Copy out all the records, word for word.
==== Data to examine
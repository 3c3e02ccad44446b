//! Rhai registration of the value model.
//!
//! Conventions:
//! - Range methods use the query names user code is written against
//!   (`where`, `select`, `orderByDescending`, ...).
//! - Internal helpers called by emitted units are prefixed `__cq_`.
//! - Every fallible registration returns the typed [`QueryError`] wrapped
//!   in a Rhai runtime error; nothing is swallowed.

use std::cmp::Ordering;

use rhai::{
    Array, Dynamic, Engine, EvalAltResult, FLOAT, FnPtr, INT, ImmutableString, NativeCallContext,
    Variant,
};

use crate::engine::query;
use crate::engine::{
    CellSnapshot, CellValue, ColumnValue, Font, GridValue, HostBridges, Interior, NormalizedGrid,
    Origin, RangeValue, RowView, ScalarValue, TableValue, arithmetic, cell_value_of,
    compare_strict, normalize, row_values_of, sequence_values_of, values_equal, wrap_argument,
};
use crate::error::QueryError;

type RhaiResult<T> = Result<T, Box<EvalAltResult>>;

/// Name of the internal wrapping helper called by emitted units.
pub const WRAP_FN: &str = "__cq_wrap";
/// Name of the internal normalizing helper called by emitted units.
pub const NORMALIZE_FN: &str = "__cq_normalize";

/// Names of the range contract's own members. Identifiers with these names
/// are never treated as variables by expression analysis.
pub const RANGE_MEMBERS: &[&str] = &[
    "rows",
    "cells",
    "cell",
    "origin",
    "headers",
    "width",
    "value",
    "where",
    "select",
    "selectMany",
    "any",
    "all",
    "first",
    "firstOrDefault",
    "count",
    "sum",
    "min",
    "max",
    "average",
    "map",
    "orderBy",
    "orderByDescending",
    "take",
    "skip",
    "distinct",
    "aggregate",
    "scan",
    "len",
    "values",
    "to_float",
    "to_int",
    "to_string",
    "to_bool",
    "is_empty",
];
//! Rhai source for an evaluation unit.
//!
//! ```text
//! fn __cq_body(tbl, limit) {
//! tbl.where(|r| r.age > limit)
//! }
//! fn ADULTS(tbl, limit) {
//!     let tbl = __cq_wrap(tbl, false);
//!     let limit = __cq_wrap(limit, false);
//!     __cq_normalize(__cq_body(tbl, limit))
//! }
//! ADULTS(__cq_arg0, __cq_arg1)
//! ```

use cellquery_engine::builtins::{NORMALIZE_FN, WRAP_FN};

use super::naming::{ReservedNames, unit_name};
use crate::analysis::Analysis;

pub const BODY_FN: &str = "__cq_body";

/// Scope variable holding the `index`-th argument.
pub fn arg_name(index: usize) -> String {
    format!("__cq_arg{}", index)
}

#[derive(Clone, Debug, Default)]
pub struct EmitOptions {
    pub preferred_name: Option<String>,
    pub reserved: ReservedNames,
}

impl EmitOptions {
    pub fn named(name: impl Into<String>) -> EmitOptions {
        EmitOptions {
            preferred_name: Some(name.into()),
            ..EmitOptions::default()
        }
    }
}

#[derive(Clone, Debug, PartialEq, Eq)]
pub struct EmittedUnit {
    pub name: String,
    /// Inputs, then free variables.
    pub parameters: Vec<String>,
    pub source: String,
}

pub fn emit(analysis: &Analysis, options: &EmitOptions) -> EmittedUnit {
    let name = unit_name(
        &analysis.source,
        options.preferred_name.as_deref(),
        &options.reserved,
    );
    let parameters = analysis.parameters();
    let params = parameters.join(", ");

    let mut source = String::new();
    source.push_str(&format!("fn {}({}) {{\n{}\n}}\n", BODY_FN, params, analysis.body));
    source.push_str(&format!("fn {}({}) {{\n", name, params));
    for p in &parameters {
        source.push_str(&format!(
            "    let {p} = {}({p}, {});\n",
            WRAP_FN, analysis.needs_escalation
        ));
    }
    source.push_str(&format!("    {}({}({}))\n}}\n", NORMALIZE_FN, BODY_FN, params));

    let args: Vec<String> = (0..parameters.len()).map(arg_name).collect();
    source.push_str(&format!("{}({})\n", name, args.join(", ")));

    EmittedUnit {
        name,
        parameters,
        source,
    }
}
========
▶ _Answer_
repository 3c3e02ccad44446b
//! Rhai registration of the value model.
//!
//! Conventions:
//! - Range methods use the query names user code is written against
//!   (`where`, `select`, `orderByDescending`, ...).
//! - Internal helpers called by emitted units are prefixed `__cq_`.
//! - Every fallible registration returns the typed [`QueryError`] wrapped
//!   in a Rhai runtime error; nothing is swallowed.

use std::cmp::Ordering;

use rhai::{
    Array, Dynamic, Engine, EvalAltResult, FLOAT, FnPtr, INT, ImmutableString, NativeCallContext,
    Variant,
};

use crate::engine::query;
use crate::engine::{
    CellSnapshot, CellValue, ColumnValue, Font, GridValue, HostBridges, Interior, NormalizedGrid,
    Origin, RangeValue, RowView, ScalarValue, TableValue, arithmetic, cell_value_of,
    compare_strict, normalize, row_values_of, sequence_values_of, values_equal, wrap_argument,
};
use crate::error::QueryError;

type RhaiResult<T> = Result<T, Box<EvalAltResult>>;

/// Name of the internal wrapping helper called by emitted units.
pub const WRAP_FN: &str = "__cq_wrap";
/// Name of the internal normalizing helper called by emitted units.
pub const NORMALIZE_FN: &str = "__cq_normalize";

/// Names of the range contract's own members. Identifiers with these names
/// are never treated as variables by expression analysis.
pub const RANGE_MEMBERS: &[&str] = &[
    "rows",
    "cells",
    "cell",
    "origin",
    "headers",
    "width",
    "value",
    "where",
    "select",
    "selectMany",
    "any",
    "all",
    "first",
    "firstOrDefault",
    "count",
    "sum",
    "min",
    "max",
    "average",
    "map",
    "orderBy",
    "orderByDescending",
    "take",
    "skip",
    "distinct",
    "aggregate",
    "scan",
    "len",
    "values",
    "to_float",
    "to_int",
    "to_string",
    "to_bool",
    "is_empty",
];
//! Rhai source for an evaluation unit.
//!
//! ```text
//! fn __cq_body(tbl, limit) {
//! tbl.where(|r| r.age > limit)
//! }
//! fn ADULTS(tbl, limit) {
//!     let tbl = __cq_wrap(tbl, false);
//!     let limit = __cq_wrap(limit, false);
//!     __cq_normalize(__cq_body(tbl, limit))
//! }
//! ADULTS(__cq_arg0, __cq_arg1)
//! ```

use cellquery_engine::builtins::{NORMALIZE_FN, WRAP_FN};

use super::naming::{ReservedNames, unit_name};
use crate::analysis::Analysis;

pub const BODY_FN: &str = "__cq_body";

/// Scope variable holding the `index`-th argument.
pub fn arg_name(index: usize) -> String {
    format!("__cq_arg{}", index)
}

#[derive(Clone, Debug, Default)]
pub struct EmitOptions {
    pub preferred_name: Option<String>,
    pub reserved: ReservedNames,
}

impl EmitOptions {
    pub fn named(name: impl Into<String>) -> EmitOptions {
        EmitOptions {
            preferred_name: Some(name.into()),
            ..EmitOptions::default()
        }
    }
}

#[derive(Clone, Debug, PartialEq, Eq)]
pub struct EmittedUnit {
    pub name: String,
    /// Inputs, then free variables.
    pub parameters: Vec<String>,
    pub source: String,
}

pub fn emit(analysis: &Analysis, options: &EmitOptions) -> EmittedUnit {
    let name = unit_name(
        &analysis.source,
        options.preferred_name.as_deref(),
        &options.reserved,
    );
    let parameters = analysis.parameters();
    let params = parameters.join(", ");

    let mut source = String::new();
    source.push_str(&format!("fn {}({}) {{\n{}\n}}\n", BODY_FN, params, analysis.body));
    source.push_str(&format!("fn {}({}) {{\n", name, params));
    for p in &parameters {
        source.push_str(&format!(
            "    let {p} = {}({p}, {});\n",
            WRAP_FN, analysis.needs_escalation
        ));
    }
    source.push_str(&format!("    {}({}({}))\n}}\n", NORMALIZE_FN, BODY_FN, params));

    let args: Vec<String> = (0..parameters.len()).map(arg_name).collect();
    source.push_str(&format!("{}({})\n", name, args.join(", ")));

    EmittedUnit {
        name,
        parameters,
        source,
    }
}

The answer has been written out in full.